(from my arch rival
Jamie #29)JC: Hey Ben, better get the plastic golf club out mate, The Bastard lives!!!
Just managed to have my first go since spending the last six months rebuilding it.. Went to a local industrial estate. The thing is EVIL. It's loud enough to make my eardrums bleed and is a total bloody mentalist. It scared the living shit out of me. In a very good way. It wheelies off the throttle like a rabid jack russel surrounded by sausages... Makes my Fire Blade feel like a moped. It will be insane on the dirt. I can't believe I actually managed to finish it in time. See you at Rye House Sunday! hopefully I'll have my new stunt cage fitted by then.BP: whilst my old dog is blowing a cloud of sawdust out of its arse and coughing from the damp winter's neglect in my garden shed, you will already have embedded yourself in the crash barrier on turn one. I'll just have to hope that your nitrous oxide doesnt ignite until after I trundle past - if my bakerlite 5 year-old tyres can get any grip at all.

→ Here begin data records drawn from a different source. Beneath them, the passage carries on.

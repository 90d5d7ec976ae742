//! Shared test utilities for drawdiff integration tests.
//!
//! - `TestHarness` wires a runner to a temporary database and object store
//! - `builders` draws synthetic drawing pages

pub mod builders;
pub mod harness;

pub use builders::*;
pub use harness::TestHarness;
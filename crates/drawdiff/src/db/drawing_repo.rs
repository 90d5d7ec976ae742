//! DrawingVersion repository: the `drawing_versions` table.

use rusqlite::{params, Connection, OptionalExtension, Row};

use super::DatabaseError;

#[derive(Debug, Clone, PartialEq)]
pub struct DrawingVersionRow {
    pub id: String,
    pub document_id: String,
    pub page_number: u32,
    pub storage_ref: String,
    pub ocr_status: String,
    pub ocr_result_ref: Option<String>,
    pub content_hash: String,
    pub file_size: i64,
    pub created_at: String,
    pub updated_at: String,
}

impl DrawingVersionRow {
    fn from_row(row: &Row<'_>) -> Result<Self, rusqlite::Error> {
        Ok(Self {
            id: row.get("id")?,
            document_id: row.get("document_id")?,
            page_number: row.get("page_number")?,
            storage_ref: row.get("storage_ref")?,
            ocr_status: row.get("ocr_status")?,
            ocr_result_ref: row.get("ocr_result_ref")?,
            content_hash: row.get("content_hash")?,
            file_size: row.get("file_size")?,
            created_at: row.get("created_at")?,
            updated_at: row.get("updated_at")?,
        })
    }
}

/// Inserts a drawing version unless the same content already exists for the
/// document. Returns the stored row and whether it was newly created.
pub fn insert_or_get(
    conn: &Connection,
    row: &DrawingVersionRow,
) -> Result<(DrawingVersionRow, bool), DatabaseError> {
    let inserted = conn.execute(
        "INSERT INTO drawing_versions (id, document_id, page_number, storage_ref, ocr_status,
         ocr_result_ref, content_hash, file_size, created_at, updated_at)
         VALUES (?1, ?2, ?3, ?4, ?5, ?6, ?7, ?8, ?9, ?10)
         ON CONFLICT (document_id, content_hash) DO NOTHING",
        params![
            row.id,
            row.document_id,
            row.page_number,
            row.storage_ref,
            row.ocr_status,
            row.ocr_result_ref,
            row.content_hash,
            row.file_size,
            row.created_at,
            row.updated_at,
        ],
    )?;

    let stored = find_by_hash(conn, &row.document_id, &row.content_hash)?.ok_or_else(|| {
        DatabaseError::Corrupt {
            entity: "drawing_version",
            id: row.id.clone(),
            reason: "row vanished after insert".to_string(),
        }
    })?;
    Ok((stored, inserted == 1))
}

pub fn find_by_id(conn: &Connection, id: &str) -> Result<Option<DrawingVersionRow>, DatabaseError> {
    Ok(conn
        .query_row(
            "SELECT * FROM drawing_versions WHERE id = ?1",
            params![id],
            DrawingVersionRow::from_row,
        )
        .optional()?)
}

pub fn find_by_hash(
    conn: &Connection,
    document_id: &str,
    content_hash: &str,
) -> Result<Option<DrawingVersionRow>, DatabaseError> {
    Ok(conn
        .query_row(
            "SELECT * FROM drawing_versions WHERE document_id = ?1 AND content_hash = ?2",
            params![document_id, content_hash],
            DrawingVersionRow::from_row,
        )
        .optional()?)
}

/// Pages of a document, in page order.
pub fn list_for_document(
    conn: &Connection,
    document_id: &str,
) -> Result<Vec<DrawingVersionRow>, DatabaseError> {
    let mut stmt = conn.prepare(
        "SELECT * FROM drawing_versions WHERE document_id = ?1 ORDER BY page_number, created_at",
    )?;
    let rows = stmt
        .query_map(params![document_id], DrawingVersionRow::from_row)?
        .collect::<Result<Vec<_>, _>>()?;
    Ok(rows)
}

/// Updates the OCR fields. Returns false when the drawing version does not exist.
pub fn update_ocr(
    conn: &Connection,
    id: &str,
    ocr_status: &str,
    ocr_result_ref: Option<&str>,
    updated_at: &str,
) -> Result<bool, DatabaseError> {
    let changed = conn.execute(
        "UPDATE drawing_versions
         SET ocr_status = ?2, ocr_result_ref = COALESCE(?3, ocr_result_ref), updated_at = ?4
         WHERE id = ?1",
        params![id, ocr_status, ocr_result_ref, updated_at],
    )?;
    Ok(changed > 0)
}


#[cfg(test)]
mod tests {
    use super::fixtures::sample;
    use super::*;
    use crate::db::Database;

    #[test]
    fn test_insert_and_find() {
        let db = Database::open_in_memory().unwrap();
        db.with_conn(|conn| {
            let (row, created) = insert_or_get(conn, &sample("dv1", "doc", "h1"))?;
            assert!(created);
            assert_eq!(row.id, "dv1");

            let found = find_by_id(conn, "dv1")?.unwrap();
            assert_eq!(found, row);
            assert!(find_by_id(conn, "nope")?.is_none());
            Ok(())
        })
        .unwrap();
    }

    #[test]
    fn test_same_content_is_deduplicated_per_document() {
        let db = Database::open_in_memory().unwrap();
        db.with_conn(|conn| {
            insert_or_get(conn, &sample("dv1", "doc", "h1"))?;
            let (row, created) = insert_or_get(conn, &sample("dv2", "doc", "h1"))?;
            assert!(!created);
            assert_eq!(row.id, "dv1");

            let (other, created) = insert_or_get(conn, &sample("dv3", "other-doc", "h1"))?;
            assert!(created);
            assert_eq!(other.id, "dv3");
            Ok(())
        })
        .unwrap();
    }

    #[test]
    fn test_update_ocr() {
        let db = Database::open_in_memory().unwrap();
        db.with_conn(|conn| {
            insert_or_get(conn, &sample("dv1", "doc", "h1"))?;
            assert!(update_ocr(conn, "dv1", "completed", Some("ocr/dv1.json"), "t2")?);
            assert!(!update_ocr(conn, "missing", "completed", None, "t2")?);

            let row = find_by_id(conn, "dv1")?.unwrap();
            assert_eq!(row.ocr_status, "completed");
            assert_eq!(row.ocr_result_ref.as_deref(), Some("ocr/dv1.json"));
            Ok(())
        })
        .unwrap();
    }

    #[test]
    fn test_list_for_document_in_page_order() {
        let db = Database::open_in_memory().unwrap();
        db.with_conn(|conn| {
            let mut second = sample("dv2", "doc", "h2");
            second.page_number = 2;
            insert_or_get(conn, &second)?;
            insert_or_get(conn, &sample("dv1", "doc", "h1"))?;

            let pages = list_for_document(conn, "doc")?;
            let ids: Vec<&str> = pages.iter().map(|p| p.id.as_str()).collect();
            assert_eq!(ids, vec!["dv1", "dv2"]);
            Ok(())
        })
        .unwrap();
    }
}
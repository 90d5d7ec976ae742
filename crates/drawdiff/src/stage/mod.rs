//! Stage state machine.
//!
//! ```text
//! pending ──claim──▶ in_progress ──▶ completed
//!    │                   │ ├───────▶ skipped
//!    │                   │ └───────▶ failed (terminal)
//!    │                   └─ retryable failure, retries left ─▶ pending
//!    └──────────────skip────────────▶ skipped
//! ```
//!
//! Every transition is a compare-and-set on the persisted row. Workers hold
//! a stage through an ownership lease equal to the queue's ack deadline; a
//! redelivered message finds the stage owned by someone else (or already
//! finished) and becomes a no-op.

use std::fmt;
use std::time::Duration;

use chrono::{DateTime, Utc};
use rusqlite::Connection;
use serde::{Deserialize, Serialize};

use crate::config::RetryConfig;
use crate::db::stage_repo::{self, StageRow};
use crate::db::{parse_timestamp, timestamp, DatabaseError};

#[derive(Debug, Clone, Copy, PartialEq, Eq, Hash, Serialize, Deserialize)]
#[serde(rename_all = "snake_case")]
pub enum StageKind {
    AlignmentDiff,
    Summary,
}

impl StageKind {
    pub const ALL: [StageKind; 2] = [StageKind::AlignmentDiff, StageKind::Summary];

    pub fn as_str(&self) -> &'static str {
        match self {
            StageKind::AlignmentDiff => "alignment_diff",
            StageKind::Summary => "summary",
        }
    }

    pub fn parse(s: &str) -> Option<Self> {
        match s {
            "alignment_diff" => Some(StageKind::AlignmentDiff),
            "summary" => Some(StageKind::Summary),
            _ => None,
        }
    }
}

impl fmt::Display for StageKind {
    fn fmt(&self, f: &mut fmt::Formatter<'_>) -> fmt::Result {
        f.write_str(self.as_str())
    }
}

#[derive(Debug, Clone, Copy, PartialEq, Eq, Serialize, Deserialize)]
#[serde(rename_all = "snake_case")]
pub enum StageStatus {
    Pending,
    InProgress,
    Completed,
    Failed,
    Skipped,
}

impl StageStatus {
    pub fn as_str(&self) -> &'static str {
        match self {
            StageStatus::Pending => "pending",
            StageStatus::InProgress => "in_progress",
            StageStatus::Completed => "completed",
            StageStatus::Failed => "failed",
            StageStatus::Skipped => "skipped",
        }
    }

    pub fn parse(s: &str) -> Option<Self> {
        match s {
            "pending" => Some(StageStatus::Pending),
            "in_progress" => Some(StageStatus::InProgress),
            "completed" => Some(StageStatus::Completed),
            "failed" => Some(StageStatus::Failed),
            "skipped" => Some(StageStatus::Skipped),
            _ => None,
        }
    }

    /// Whether the state machine allows moving from `self` to `next`.
    ///
    /// A stored `failed` status is always terminal: a retryable failure with
    /// retries left passes through `failed` and lands on `pending` in the
    /// same write.
    pub fn can_transition_to(&self, next: StageStatus) -> bool {
        use StageStatus::*;
        matches!(
            (self, next),
            (Pending, InProgress)
                | (Pending, Skipped)
                | (InProgress, InProgress)
                | (InProgress, Completed)
                | (InProgress, Failed)
                | (InProgress, Skipped)
                | (Failed, Pending)
        )
    }

    pub fn is_terminal(&self) -> bool {
        matches!(
            self,
            StageStatus::Completed | StageStatus::Failed | StageStatus::Skipped
        )
    }
}

impl fmt::Display for StageStatus {
    fn fmt(&self, f: &mut fmt::Formatter<'_>) -> fmt::Result {
        f.write_str(self.as_str())
    }
}

/// A persisted JobStage.
#[derive(Debug, Clone, PartialEq, Serialize)]
pub struct Stage {
    pub id: String,
    pub job_id: String,
    pub kind: StageKind,
    pub drawing_version_id: Option<String>,
    pub status: StageStatus,
    pub retry_count: u32,
    pub max_retries: u32,
    pub owner: Option<String>,
    pub result_ref: Option<String>,
    pub error: Option<String>,
    pub dispatched: bool,
    pub created_at: DateTime<Utc>,
    pub updated_at: DateTime<Utc>,
    pub started_at: Option<DateTime<Utc>>,
    pub completed_at: Option<DateTime<Utc>>,
}

impl TryFrom<StageRow> for Stage {
    type Error = DatabaseError;

    fn try_from(row: StageRow) -> Result<Self, Self::Error> {
        let corrupt = |reason: String| DatabaseError::Corrupt {
            entity: "job_stage",
            id: row.id.clone(),
            reason,
        };
        let kind = StageKind::parse(&row.kind)
            .ok_or_else(|| corrupt(format!("unknown stage kind '{}'", row.kind)))?;
        let status = StageStatus::parse(&row.status)
            .ok_or_else(|| corrupt(format!("unknown stage status '{}'", row.status)))?;
        let optional = |value: &Option<String>| {
            value
                .as_deref()
                .map(|v| parse_timestamp("job_stage", &row.id, v))
                .transpose()
        };

        Ok(Stage {
            kind,
            status,
            retry_count: row.retry_count,
            max_retries: row.max_retries,
            dispatched: row.dispatched_at.is_some(),
            created_at: parse_timestamp("job_stage", &row.id, &row.created_at)?,
            updated_at: parse_timestamp("job_stage", &row.id, &row.updated_at)?,
            started_at: optional(&row.started_at)?,
            completed_at: optional(&row.completed_at)?,
            id: row.id,
            job_id: row.job_id,
            drawing_version_id: row.drawing_version_id,
            owner: row.owner,
            result_ref: row.result_ref,
            error: row.error,
        })
    }
}

/// How often a failing stage is retried and how long to wait in between.
#[derive(Debug, Clone, Copy, PartialEq, Eq)]
pub struct RetryPolicy {
    pub max_retries: u32,
    pub backoff: Duration,
}

impl RetryPolicy {
    pub fn from_config(config: &RetryConfig) -> Self {
        Self {
            max_retries: config.max_retries,
            backoff: Duration::from_secs(config.retry_backoff_secs),
        }
    }
}

/// A stage to create for a job.
#[derive(Debug, Clone)]
pub struct NewStage {
    pub job_id: String,
    pub kind: StageKind,
    pub drawing_version_id: Option<String>,
    /// Create the stage already `skipped` with this reason.
    pub skip_reason: Option<String>,
}

#[derive(Debug, Clone, PartialEq)]
pub enum ClaimOutcome {
    Claimed(Stage),
    /// The stage is finished or held by a live owner. The delivery is a duplicate.
    RedeliveryNoop { status: StageStatus },
    /// The stage no longer exists (its job was deleted).
    Missing,
}

#[derive(Debug, Clone, Copy, PartialEq, Eq)]
pub enum FailOutcome {
    /// Back to `pending` for another attempt.
    Retrying { retry_count: u32 },
    /// Terminally `failed`.
    Exhausted { retry_count: u32 },
    /// The caller does not hold the stage; nothing changed.
    Noop,
}

/// Compare-and-set transitions over `job_stages`.
#[derive(Debug, Clone)]
pub struct StageMachine {
    lease: Duration,
    policy: RetryPolicy,
}

impl StageMachine {
    pub fn new(lease: Duration, policy: RetryPolicy) -> Self {
        Self { lease, policy }
    }

    pub fn lease(&self) -> Duration {
        self.lease
    }

    pub fn policy(&self) -> RetryPolicy {
        self.policy
    }

    /// Creates a stage, or returns the existing one for the same
    /// `(job, kind, drawing version)` scope. The flag reports creation.
    pub fn create(
        &self,
        conn: &Connection,
        stage: &NewStage,
        now: DateTime<Utc>,
    ) -> Result<(Stage, bool), DatabaseError> {
        let now = timestamp(now);
        let skipped = stage.skip_reason.is_some();
        let row = StageRow {
            id: uuid::Uuid::new_v4().to_string(),
            job_id: stage.job_id.clone(),
            kind: stage.kind.as_str().to_string(),
            drawing_version_id: stage.drawing_version_id.clone(),
            status: if skipped {
                StageStatus::Skipped
            } else {
                StageStatus::Pending
            }
            .as_str()
            .to_string(),
            retry_count: 0,
            max_retries: self.policy.max_retries,
            owner: None,
            claimed_until: None,
            dispatched_at: None,
            result_ref: None,
            error: stage.skip_reason.clone(),
            created_at: now.clone(),
            updated_at: now.clone(),
            started_at: None,
            completed_at: if skipped { Some(now) } else { None },
        };

        let (stored, created) = stage_repo::insert_or_get(conn, &row)?;
        if !created {
            log::debug!(
                "Stage {} for job {} already exists as {}",
                stage.kind,
                stage.job_id,
                stored.id
            );
        }
        Ok((Stage::try_from(stored)?, created))
    }

    pub fn get(&self, conn: &Connection, stage_id: &str) -> Result<Option<Stage>, DatabaseError> {
        stage_repo::find_by_id(conn, stage_id)?
            .map(Stage::try_from)
            .transpose()
    }

    pub fn list_for_job(&self, conn: &Connection, job_id: &str) -> Result<Vec<Stage>, DatabaseError> {
        stage_repo::list_for_job(conn, job_id)?
            .into_iter()
            .map(Stage::try_from)
            .collect()
    }

    /// Takes ownership of a stage for `worker` until `now + lease`.
    pub fn claim(
        &self,
        conn: &Connection,
        stage_id: &str,
        worker: &str,
        now: DateTime<Utc>,
    ) -> Result<ClaimOutcome, DatabaseError> {
        let Some(current) = self.get(conn, stage_id)? else {
            return Ok(ClaimOutcome::Missing);
        };
        if !current.status.can_transition_to(StageStatus::InProgress) {
            return Ok(ClaimOutcome::RedeliveryNoop {
                status: current.status,
            });
        }

        let now_ms = now.timestamp_millis();
        let lease_until = now_ms + self.lease.as_millis() as i64;
        if !stage_repo::claim(conn, stage_id, worker, now_ms, lease_until, &timestamp(now))? {
            return Ok(ClaimOutcome::RedeliveryNoop {
                status: current.status,
            });
        }

        match self.get(conn, stage_id)? {
            Some(stage) => Ok(ClaimOutcome::Claimed(stage)),
            None => Ok(ClaimOutcome::Missing),
        }
    }

    pub fn complete(
        &self,
        conn: &Connection,
        stage_id: &str,
        worker: &str,
        result_ref: Option<&str>,
        now: DateTime<Utc>,
    ) -> Result<bool, DatabaseError> {
        stage_repo::complete(conn, stage_id, worker, result_ref, &timestamp(now))
    }

    pub fn fail(
        &self,
        conn: &Connection,
        stage_id: &str,
        worker: &str,
        error: &str,
        retryable: bool,
        now: DateTime<Utc>,
    ) -> Result<FailOutcome, DatabaseError> {
        let Some((status, retry_count)) =
            stage_repo::fail(conn, stage_id, worker, error, retryable, &timestamp(now))?
        else {
            return Ok(FailOutcome::Noop);
        };

        match StageStatus::parse(&status) {
            Some(StageStatus::Pending) => Ok(FailOutcome::Retrying { retry_count }),
            Some(StageStatus::Failed) => Ok(FailOutcome::Exhausted { retry_count }),
            _ => Err(DatabaseError::Corrupt {
                entity: "job_stage",
                id: stage_id.to_string(),
                reason: format!("unexpected status '{}' after failure", status),
            }),
        }
    }

    pub fn skip_owned(
        &self,
        conn: &Connection,
        stage_id: &str,
        worker: &str,
        reason: &str,
        now: DateTime<Utc>,
    ) -> Result<bool, DatabaseError> {
        stage_repo::skip_owned(conn, stage_id, worker, reason, &timestamp(now))
    }

    pub fn skip_pending(
        &self,
        conn: &Connection,
        job_id: &str,
        reason: &str,
        now: DateTime<Utc>,
    ) -> Result<usize, DatabaseError> {
        stage_repo::skip_pending(conn, job_id, reason, &timestamp(now))
    }

    /// Terminally fails a stage whose message will never be delivered again.
    /// The stage is claimed first, so a live owner keeps it.
    pub fn abandon(
        &self,
        conn: &Connection,
        stage_id: &str,
        worker: &str,
        reason: &str,
        now: DateTime<Utc>,
    ) -> Result<bool, DatabaseError> {
        match self.claim(conn, stage_id, worker, now)? {
            ClaimOutcome::Claimed(_) => Ok(matches!(
                self.fail(conn, stage_id, worker, reason, false, now)?,
                FailOutcome::Exhausted { .. }
            )),
            ClaimOutcome::RedeliveryNoop { .. } | ClaimOutcome::Missing => Ok(false),
        }
    }

    pub fn mark_dispatched(
        &self,
        conn: &Connection,
        stage_id: &str,
        now: DateTime<Utc>,
    ) -> Result<bool, DatabaseError> {
        stage_repo::mark_dispatched(conn, stage_id, &timestamp(now))
    }
}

JC: Don't talk it down Ben, that shiny new Apico clutch lever you've fitted to the Euroshitter has got to be worth a good 10bhp.BP: It would be but I haven't even fitted that yet.
Err Jamie, did anybody tell you it's only a practice jolly tomorrow?
JC: Remember I built the bike myself. It'll probably only last a couple of laps before I explode in a cloud of zip ties, electrical tape and bent valves...
When it was on the dyno last week the fuel tap, float bowls and petrol cap all exploded at once, covering the dyno bloke in smoking petrol.. He cut it just before he was turned into a raging fireball. He wasn't impressed. The bike is evil and it doesn't care if it takes itself out in it's hunger for total devastation...
It eats children's toys for breakfast and goes into a death rage if it sees anything with iggle piggle on it..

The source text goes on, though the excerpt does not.